# Overview 

For a given dataset, I would like to restore the relational database format. To reach this goal I created this notebook where I dump the data rows of a Data Frame into a SQL file made of INSERT statements.

This notebook is also designed to help me to learn more about the Pandas library and Python language. So the strategy used here was pretty simple. It was not intended to achieve the best solution.

The resulted sql files was loaded in a MySQL database. This is a resource for a workshop where I introduce SQL concepts to a Data Science students group and let they try their first SQL queries. 

For the last 10 years I had worked as developer using SQL all the time.
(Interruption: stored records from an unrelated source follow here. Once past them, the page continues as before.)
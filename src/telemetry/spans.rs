// Copyright 2026 Layne Penney
// SPDX-License-Identifier: AGPL-3.0-or-later

//! Span helpers for consistent instrumentation.

use std::sync::Arc;
use std::time::Instant;
use tracing::{info_span, Span};

use super::metrics::Metrics;
use crate::error::ErrorKind;

/// RAII guard for timing one dispatched tool call.
///
/// Records duration and outcome to the bridge's metrics.
pub struct CallSpan {
    key: String,
    start: Instant,
    span: Span,
    metrics: Arc<Metrics>,
}

impl CallSpan {
    /// Start a span for a call resolved to `server_id`/`tool`.
    pub fn start(metrics: Arc<Metrics>, server_id: &str, tool: &str) -> Self {
        let span = info_span!(
            "tool_call",
            server = %server_id,
            tool = %tool,
            duration_ms = tracing::field::Empty,
            success = tracing::field::Empty,
            error_kind = tracing::field::Empty,
        );

        Self {
            key: crate::types::qualify(server_id, tool),
            start: Instant::now(),
            span,
            metrics,
        }
    }

    /// Get the underlying tracing span.
    pub fn span(&self) -> &Span {
        &self.span
    }

    /// Finish the span, recording duration and outcome.
    pub fn finish(self, failure: Option<ErrorKind>) {
        let duration = self.start.elapsed();

        self.span.record("duration_ms", duration.as_secs_f64() * 1000.0);
        self.span.record("success", failure.is_none());
        if let Some(kind) = failure {
            self.span.record("error_kind", tracing::field::display(kind));
        }

        self.metrics.record_call(&self.key, duration, failure);

        tracing::debug!(parent: &self.span, "Tool call complete");
    }
}
struct Shared {
    config: Arc<ServerConfig>,
    ctx: ConnectionContext,
    state: RwLock<ConnectionState>,
    tools: RwLock<Vec<ToolDefinition>>,
    info: RwLock<Option<ServerInfo>>,
    link: RwLock<Option<Arc<Link>>>,
    pending: PendingTable,
    events: broadcast::Sender<ConnectionEvent>,
    failures: mpsc::Sender<Failure>,
    cancel: CancellationToken,
    frames_sent: AtomicU64,
    reconnect_attempts: AtomicU64,
    ready_stamp: AtomicU64,
    last_error: RwLock<Option<String>>,
    last_ready_at: RwLock<Option<DateTime<Utc>>>,
}

/// A live connection to one tool-server.
pub struct Connection {
    shared: Arc<Shared>,
    failures_rx: Mutex<Option<mpsc::Receiver<Failure>>>,
    supervisor: Mutex<Option<JoinHandle<()>>>,
}

impl Connection {
    /// Create a connection in `Disconnected`. Nothing happens until
    /// [`start`](Self::start).
    pub fn new(config: ServerConfig, ctx: ConnectionContext) -> Self {
        let (events, _) = broadcast::channel(EVENT_CAPACITY);
        let (failures, failures_rx) = mpsc::channel(8);
        Self {
            shared: Arc::new(Shared {
                config: Arc::new(config),
                ctx,
                state: RwLock::new(ConnectionState::Disconnected),
                tools: RwLock::new(Vec::new()),
                info: RwLock::new(None),
                link: RwLock::new(None),
                pending: PendingTable::new(),
                events,
                failures,
                cancel: CancellationToken::new(),
                frames_sent: AtomicU64::new(0),
                reconnect_attempts: AtomicU64::new(0),
                ready_stamp: AtomicU64::new(0),
                last_error: RwLock::new(None),
                last_ready_at: RwLock::new(None),
            }),
            failures_rx: Mutex::new(Some(failures_rx)),
            supervisor: Mutex::new(None),
        }
    }

    /// Spawn the supervisor. Calling it twice is a no-op.
    pub fn start(&self) {
        let Some(failures_rx) = self.failures_rx.lock().take() else {
            return;
        };
        let handle = tokio::spawn(supervise(Arc::clone(&self.shared), failures_rx));
        *self.supervisor.lock() = Some(handle);
    }

    pub fn id(&self) -> &str {
        &self.shared.config.id
    }

    pub fn config(&self) -> &ServerConfig {
        &self.shared.config
    }

    pub fn state(&self) -> ConnectionState {
        *self.shared.state.read()
    }

    pub fn is_ready(&self) -> bool {
        self.state().is_ready()
    }

    /// Advertised tools; empty unless Ready.
    pub fn tools(&self) -> Vec<ToolDefinition> {
        if !self.is_ready() {
            return Vec::new();
        }
        self.shared.tools.read().clone()
    }

    pub fn server_info(&self) -> Option<ServerInfo> {
        self.shared.info.read().clone()
    }

    /// Monotonic stamp of the last Ready transition; higher is more recent.
    pub fn ready_stamp(&self) -> u64 {
        self.shared.ready_stamp.load(Ordering::SeqCst)
    }

    pub fn subscribe(&self) -> broadcast::Receiver<ConnectionEvent> {
        self.shared.events.subscribe()
    }

    pub fn stats(&self) -> ConnectionStats {
        ConnectionStats {
            frames_sent: self.shared.frames_sent.load(Ordering::Relaxed),
            reconnect_attempts: self.shared.reconnect_attempts.load(Ordering::Relaxed),
            last_error: self.shared.last_error.read().clone(),
            last_ready_at: *self.shared.last_ready_at.read(),
            in_flight: self.shared.pending.len(),
        }
    }

    /// Invoke a tool on this server.
    ///
    /// The owner must be Ready. The call is sent once; a transport failure
    /// while in flight surfaces as a retryable error, never a silent retry.
    #[cfg_attr(feature = "telemetry", instrument(skip(self, arguments), fields(server = %self.id())))]
    pub async fn call_tool(
        &self,
        tool: &str,
        arguments: &Value,
        timeout: Duration,
    ) -> BridgeResult<Value> {
        let link = self.shared.ready_link()?;
        let params = methods::tools_call_params(tool, arguments);
        match self
            .shared
            .request(&link, methods::TOOLS_CALL, Some(params), timeout)
            .await
        {
            Err(BridgeError::Timeout { timeout_ms, .. }) => Err(BridgeError::Timeout {
                method: tool.to_string(),
                timeout_ms,
            }),
            other => other,
        }
    }

    /// Wait until the connection reaches `target`, or give up after
    /// `timeout`. Returns the state observed last.
    pub async fn wait_for_state(
        &self,
        target: ConnectionState,
        timeout: Duration,
    ) -> ConnectionState {
        let mut events = self.subscribe();
        let deadline = Instant::now() + timeout;
        loop {
            let current = self.state();
            if current == target || (current.is_terminal() && target != current) {
                return current;
            }
            match tokio::time::timeout_at(deadline, events.recv()).await {
                Err(_) => return self.state(),
                Ok(Err(broadcast::error::RecvError::Closed)) => return self.state(),
                Ok(_) => continue,
            }
        }
    }

    /// Close the transport, fail in-flight calls, and move to Closed.
    pub async fn shutdown(&self) {
        self.shared.cancel.cancel();
        let handle = self.supervisor.lock().take();
        match handle {
            Some(handle) => {
                if let Err(e) = handle.await {
                    warn!(server = %self.id(), "Supervisor task failed: {}", e);
                }
            }
            None => {
                self.shared
                    .teardown(TransportError::Closed("connection shut down".into()))
                    .await;
                self.shared.transition(ConnectionState::Closed, None);
            }
        }
    }
}

impl Drop for Connection {
    fn drop(&mut self) {
        self.shared.cancel.cancel();
    }
}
I always feel happy when I have the opportunity to help more people to learn SQL or any other knowlege I could share.

# The Strategy Plan

1. Read the dataset from the "dataset" folder
2. Create a new Data Frame by grouping related data as it would be storage in the database tables
3. Create a sql file for the desired table in the folder "dumps"
4. For each row in the resulted Data Frame, record a equivalent INSERT syntax in the related sql file



In [1]:
import pandas as pd
dados = pd.read_excel("datasets/dados_modulo1.xlsx", sheet_name="vendas")
dados.head()

Unnamed: 0,ID da fila,ID da compra,Data da compra,Data de envio,Modo de envio,ID do cliente,Nome do cliente,Segmento,Cidade,Estado,...,Região,ID do produto,Categoria,Sub-categoria,Nome do produto,Moeda,Vendas,Quantidade,Desconto,Custo
0,1,MX-2014-143658,2019-10-02,2019-10-06,Classe padrão,SR-20575,Sofia Rocha,Varejo,Cidade do México,Distrito Federal,...,Norte,MAT-ET-10001014,Material de escritório,Etiquetas,"HON Etiquetas para organização de pastas, Ajus...",R$,130.8,3,0.0,45.6
1,2,MX-2012-155047,2017-10-15,2017-10-20,Classe padrão,LC-16570,Larissa Cardoso,Varejo,Dos Quebradas,Risaralda,...,Sul,MÓV-MÓ-10004592,Móveis,Móveis,"Tenex Relógio de parede, Durável",R$,2521.6,8,0.0,907.2
2,3,MX-2012-155047,2017-10-15,2017-10-20,Classe padrão,LC-16570,Larissa Cardoso,Varejo,Dos Quebradas,Risaralda,...,Sul,MÓV-ES-10000849,Móveis,Estantes,"Ikea Gaveteiro, Branco",R$,1932.8,2,0.0,540.8
3,4,MX-2012-155047,2017-10-15,2017-10-20,Classe padrão,LC-16570,Larissa Cardoso,Varejo,Dos Quebradas,Risaralda,...,Sul,MAT-FI-10003284,Material de escritório,Fichários,"Cardinal Pasta argolada, Transparente",R$,354.4,4,0.0,49.6
4,5,MX-2012-155047,2017-10-15,2017-10-20,Classe padrão,LC-16570,Larissa Cardoso,Varejo,Dos Quebradas,Risaralda,...,Sul,MAT-AR-10002762,Material de escritório,Arte,"Sanford Tela, Tamanhos variados",R$,716.0,2,0.0,114.4


In [2]:
def scape(val) : 
    return str(val) if '@' == str(val)[0] else "'" + str(val).replace("'", "\\'") + "'"
    

In [25]:
def sqlInsert (table, cols, values) : 
    cols_str = "(" + ", ".join([str(col) for col in cols]) + ")"
    values_str = "(" + ", ".join([ scape(val) for val in values] ) + ")"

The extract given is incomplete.